▶ Task inputs:

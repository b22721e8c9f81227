//! Risk tiers and event severities.
//!
//! A stream's risk tier controls how often its frames are sampled:
//!
//! - `High`: sampled most often, never throttled under backpressure
//! - `Medium`: the default tier
//! - `Low`: sampled least often, throttled first under backpressure

use schemars::JsonSchema;
use serde::{Deserialize, Serialize};
use std::fmt;
use std::str::FromStr;
use thiserror::Error;

/// Urgency level of a stream.
#[derive(Debug, Clone, Copy, PartialEq, Eq, Hash, Serialize, Deserialize, JsonSchema, Default)]
#[serde(rename_all = "snake_case")]
pub enum RiskTier {
    /// Safety-critical scene; shortest sampling interval.
    High,

    /// Normal supervision.
    #[default]
    Medium,

    /// Low-traffic or low-risk scene.
    Low,
}

impl RiskTier {
    /// All tiers, most urgent first.
    pub const ALL: &'static [RiskTier] = &[RiskTier::High, RiskTier::Medium, RiskTier::Low];

    /// Returns the tier name as a string.
    pub fn as_str(&self) -> &'static str {
        match self {
            RiskTier::High => "high",
            RiskTier::Medium => "medium",
            RiskTier::Low => "low",
        }
    }

    /// Returns the urgency rank (3 = most urgent).
    pub fn urgency(&self) -> u8 {
        match self {
            RiskTier::High => 3,
            RiskTier::Medium => 2,
            RiskTier::Low => 1,
        }
    }

    /// Returns true if `self` is more urgent than `other`.
    pub fn is_more_urgent_than(&self, other: RiskTier) -> bool {
        self.urgency() > other.urgency()
    }
}

impl fmt::Display for RiskTier {
    fn fmt(&self, f: &mut fmt::Formatter<'_>) -> fmt::Result {
        write!(f, "{}", self.as_str())
    }
}

impl FromStr for RiskTier {
    type Err = RiskTierParseError;

    fn from_str(s: &str) -> Result<Self, Self::Err> {
        match s.trim().to_lowercase().as_str() {
            "high" | "h" => Ok(RiskTier::High),
            "medium" | "m" | "normal" => Ok(RiskTier::Medium),
            "low" | "l" => Ok(RiskTier::Low),
            _ => Err(RiskTierParseError(s.to_string())),
        }
    }
}

#[derive(Debug, Error)]
#[error("Unknown risk tier: {0}")]
pub struct RiskTierParseError(String);

/// Severity of an emitted event.
#[derive(
    Debug, Clone, Copy, PartialEq, Eq, PartialOrd, Ord, Hash, Serialize, Deserialize, JsonSchema, Default,
)]
#[serde(rename_all = "snake_case")]
pub enum Severity {
    Info,
    #[default]
    Warning,
    Critical,
}

impl Severity {
    pub fn as_str(&self) -> &'static str {
        match self {
            Severity::Info => "info",
            Severity::Warning => "warning",
            Severity::Critical => "critical",
        }
    }
}

impl fmt::Display for Severity {
    fn fmt(&self, f: &mut fmt::Formatter<'_>) -> fmt::Result {
        write!(f, "{}", self.as_str())
    }
}

impl FromStr for Severity {
    type Err = SeverityParseError;

    fn from_str(s: &str) -> Result<Self, Self::Err> {
        match s.trim().to_lowercase().as_str() {
            "info" => Ok(Severity::Info),
            "warning" | "warn" => Ok(Severity::Warning),
            "critical" => Ok(Severity::Critical),
            _ => Err(SeverityParseError(s.to_string())),
        }
    }
}

#[derive(Debug, Error)]
#[error("Unknown severity: {0}")]
pub struct SeverityParseError(String);
//! Error types for the parts of a run that can abort it.
//!
//! Probes never produce these: a failed probe is recorded as data on its
//! [`ProbeResult`](crate::ProbeResult). The errors here cover the plumbing
//! around the probes, where giving up is the only sensible answer:
//!
//! - [`NettestError`] - loading the target list or writing the report
//! - [`ResultExt`] - extension trait for attaching a message to a lower-level error
//!
//! # Examples
//!
//! ```rust
//! use nettest::{NettestError, TestConfig};
//!
//! match TestConfig::from_yaml_str("testname: empty\nconfig: []\n") {
//!     Err(NettestError::EmptyConfig) => eprintln!("nothing to test"),
//!     Err(e) => eprintln!("config error: {e}"),
//!     Ok(config) => println!("{} targets", config.targets.len()),
//! }
//! ```

use std::borrow::Cow;
use thiserror::Error;

/// Lower-level failures that can be wrapped with a context message.
#[derive(Error, Debug)]
pub enum ErrorSource {
    #[error("IO error: {0}")]
    Io(#[from] std::io::Error),
    #[error("HTTP error: {0}")]
    Http(#[from] reqwest::Error),
}

/// Errors that terminate a run.
#[derive(Error, Debug)]
pub enum NettestError {
    #[error("Nettest config was invalid or didn't contain any test cases")]
    EmptyConfig,
    #[error("Invalid config: {0}")]
    InvalidConfig(#[from] serde_yaml::Error),
    #[error("Report template error: {0}")]
    Template(#[from] minijinja::Error),
    #[error("{message}: {source}")]
    WithContext {
        message: Cow<'static, str>,
        #[source]
        source: ErrorSource,
    },
}

/// Result type alias for nettest operations.
pub type Result<T> = std::result::Result<T, NettestError>;

/// Extension trait for adding context to Results
pub trait ResultExt<T> {
    /// Add context to an error
    ///
    /// # Errors
    ///
    /// Returns the original error wrapped in [`NettestError::WithContext`]
    fn with_context<F>(self, f: F) -> Result<T>
    where
        F: FnOnce() -> String;

    /// Add static context to an error
    ///
    /// # Errors
    ///
    /// Returns the original error wrapped in [`NettestError::WithContext`]
    fn context(self, msg: &'static str) -> Result<T>;
}

impl<T, E> ResultExt<T> for std::result::Result<T, E>
where
    E: Into<ErrorSource>,
{
    fn with_context<F>(self, f: F) -> Result<T>
    where
        F: FnOnce() -> String,
    {
        self.map_err(|e| NettestError::WithContext {
            message: Cow::Owned(f()),
            source: e.into(),
        })
    }

    fn context(self, msg: &'static str) -> Result<T> {
        self.map_err(|e| NettestError::WithContext {
            message: Cow::Borrowed(msg),
            source: e.into(),
        })
    }
}
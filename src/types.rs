//! Core data types: what to probe and what came back.

use core::fmt;
use core::time::Duration;
use std::net::Ipv6Addr;

use serde::{Deserialize, Serialize};

/// Informational text stored in [`ProbeResult::resolved_address`] when the
/// IPv4 lookup for an HTTP target fails.
pub const RESOLUTION_FAILED: &str = "Failed to resolve IP from DNS.";

/// One configured endpoint to probe.
///
/// Deserializes from the lower-case YAML keys used by existing nettest
/// configs (`networkname`, `proto`, `capturebody`) as well as the longer
/// field names. Missing fields take their zero value, so a malformed entry
/// surfaces as a failed probe rather than a load error.
#[derive(Debug, Clone, Default, PartialEq, Eq, Serialize, Deserialize)]
#[serde(default)]
pub struct TargetSpec {
    /// Human-readable label for the network being tested
    #[serde(rename(deserialize = "networkname"), alias = "name")]
    pub name: String,
    pub host: String,
    /// HTTP only; normalized to start with `/` when requested
    pub path: String,
    /// Kept as written; out-of-range values fail at connect time
    pub port: i64,
    /// Raw protocol string, compared case-insensitively
    #[serde(rename(deserialize = "proto"), alias = "protocol")]
    pub protocol: String,
    /// Per-target timeout in seconds; 0 means use the run-wide default
    pub timeout: u64,
    /// HTTP only; keep the response body in the result
    #[serde(rename(deserialize = "capturebody"), alias = "capture_body")]
    pub capture_body: bool,
}

impl TargetSpec {
    /// Create a target with no path, default timeout and no body capture.
    pub fn new(
        name: impl Into<String>,
        protocol: impl Into<String>,
        host: impl Into<String>,
        port: impl Into<i64>,
    ) -> Self {
        Self {
            name: name.into(),
            host: host.into(),
            port: port.into(),
            protocol: protocol.into(),
            ..Self::default()
        }
    }

    /// Set the request path.
    #[must_use]
    pub fn with_path(mut self, path: impl Into<String>) -> Self {
        self.path = path.into();
        self
    }

    /// Set a per-target timeout in seconds.
    #[must_use]
    pub fn with_timeout(mut self, seconds: u64) -> Self {
        self.timeout = seconds;
        self
    }

    /// Enable or disable response body capture.
    #[must_use]
    pub fn with_capture_body(mut self, capture: bool) -> Self {
        self.capture_body = capture;
        self
    }

    /// Classify the protocol field.
    #[must_use]
    pub fn protocol(&self) -> Protocol {
        Protocol::parse(&self.protocol)
    }

    /// The per-target timeout when set, otherwise `default`.
    #[must_use]
    pub const fn effective_timeout(&self, default: Duration) -> Duration {
        if self.timeout > 0 {
            Duration::from_secs(self.timeout)
        } else {
            default
        }
    }

    /// The port as a TCP port number, or `None` when it is out of range.
    #[must_use]
    pub fn port_number(&self) -> Option<u16> {
        u16::try_from(self.port).ok()
    }

    /// Path with a leading `/` added when non-empty and missing one.
    #[must_use]
    pub fn normalized_path(&self) -> String {
        if self.path.is_empty() || self.path.starts_with('/') {
            self.path.clone()
        } else {
            format!("/{path}", path = self.path)
        }
    }

    /// URL requested by the HTTP probe: `<scheme>://<host>:<port><path>`.
    ///
    /// An empty path yields the bare `host:port` with no trailing slash.
    /// IPv6 literals are bracketed.
    #[must_use]
    pub fn request_url(&self) -> String {
        let host = if self.host.parse::<Ipv6Addr>().is_ok() {
            format!("[{host}]", host = self.host)
        } else {
            self.host.clone()
        };
        format!(
            "{scheme}://{host}:{port}{path}",
            scheme = self.protocol(),
            port = self.port,
            path = self.normalized_path()
        )
    }

    /// Endpoint exactly as configured, for reports.
    #[must_use]
    pub fn endpoint(&self) -> String {
        format!(
            "{proto}://{host}:{port}{path}",
            proto = self.protocol,
            host = self.host,
            port = self.port,
            path = self.path
        )
    }
}

/// Protocol of a target, resolved once from its raw string.
#[derive(Debug, Clone, PartialEq, Eq, Hash)]
pub enum Protocol {
    Tcp,
    Http,
    Https,
    /// Anything else, holding the value as configured
    Unsupported(String),
}

impl Protocol {
    /// Case-insensitive classification. Never fails; unknown values become
    /// [`Protocol::Unsupported`].
    #[must_use]
    pub fn parse(raw: &str) -> Self {
        match raw.to_ascii_lowercase().as_str() {
            "tcp" => Self::Tcp,
            "http" => Self::Http,
            "https" => Self::Https,
            _ => Self::Unsupported(raw.to_string()),
        }
    }

    #[must_use]
    pub const fn is_http(&self) -> bool {
        matches!(self, Self::Http | Self::Https)
    }

    /// Upper-case label for progress lines, e.g. `TCP`.
    #[must_use]
    pub fn label(&self) -> String {
        self.to_string().to_ascii_uppercase()
    }
}

impl fmt::Display for Protocol {
    fn fmt(&self, f: &mut fmt::Formatter<'_>) -> fmt::Result {
        match self {
            Self::Tcp => f.write_str("tcp"),
            Self::Http => f.write_str("http"),
            Self::Https => f.write_str("https"),
            Self::Unsupported(raw) => f.write_str(raw),
        }
    }
}

/// Outcome of probing one target.
///
/// Holds its own copy of the originating [`TargetSpec`], so the record is
/// unaffected by anything done to the configuration afterwards.
#[derive(Debug, Clone, PartialEq, Eq)]
pub struct ProbeResult {
    pub request: TargetSpec,
    /// Connection established (TCP) or HTTP round trip completed, whatever the status
    pub success: bool,
    /// HTTP status code; 0 for TCP and failed requests
    pub status_code: u16,
    /// Empty on success
    pub failure_message: String,
    /// Response body when captured
    pub body: String,
    pub elapsed: Duration,
    /// HTTP only: resolved IPv4 address or [`RESOLUTION_FAILED`]
    pub resolved_address: String,
    /// Effective timeout applied to the probe
    pub timeout: Duration,
    /// Set when body capture was requested but reading the body failed.
    /// Does not affect `success`.
    pub body_error: Option<String>,
}

impl ProbeResult {
    /// A not-yet-successful record for `request`.
    #[must_use]
    pub fn new(request: &TargetSpec, timeout: Duration) -> Self {
        Self {
            request: request.clone(),
            success: false,
            status_code: 0,
            failure_message: String::new(),
            body: String::new(),
            elapsed: Duration::ZERO,
            resolved_address: String::new(),
            timeout,
            body_error: None,
        }
    }

    /// Mark the record failed with `message`.
    #[must_use]
    pub fn failed(mut self, message: impl Into<String>) -> Self {
        self.success = false;
        self.failure_message = message.into();
        self
    }

    #[must_use]
    pub fn with_elapsed(mut self, elapsed: Duration) -> Self {
        self.elapsed = elapsed;
        self
    }

    /// Elapsed time as `88.212457ms` or `1.388307603s`.
    #[must_use]
    pub fn elapsed_display(&self) -> String {
        format!("{elapsed:?}", elapsed = self.elapsed)
    }
}
use tracing::Level;
use tracing_subscriber::{EnvFilter, layer::SubscriberExt, util::SubscriberInitExt};

/// Level implied by the `-q`/`-v` flags.
pub const fn level_from_flags(quiet: bool, verbose: u8) -> Level {
    if quiet {
        Level::ERROR
    } else {
        match verbose {
            0 => Level::WARN,
            1 => Level::INFO,
            _ => Level::DEBUG,
        }
    }
}

/// Install the stderr subscriber. `RUST_LOG` takes precedence over `level`.
pub fn init(level: Level) -> Result<(), String> {
    let filter = EnvFilter::builder()
        .with_default_directive(level.into())
        .from_env_lossy();

    tracing_subscriber::registry()
        .with(filter)
        .with(
            tracing_subscriber::fmt::layer()
                .compact()
                .with_writer(std::io::stderr)
                .with_target(false),
        )
        .try_init()
        .map_err(|e| format!("Failed to initialize logging: {e}"))
}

▶ How to complete this task: All that is wanted is the run of lines from the start of the data through the line containing "the default tier", copied word for word.

▶ Result of this task:
repository b22721e8c9f81227
//! Risk tiers and event severities.
//!
//! A stream's risk tier controls how often its frames are sampled:
//!
//! - `High`: sampled most often, never throttled under backpressure
//! - `Medium`: the default tier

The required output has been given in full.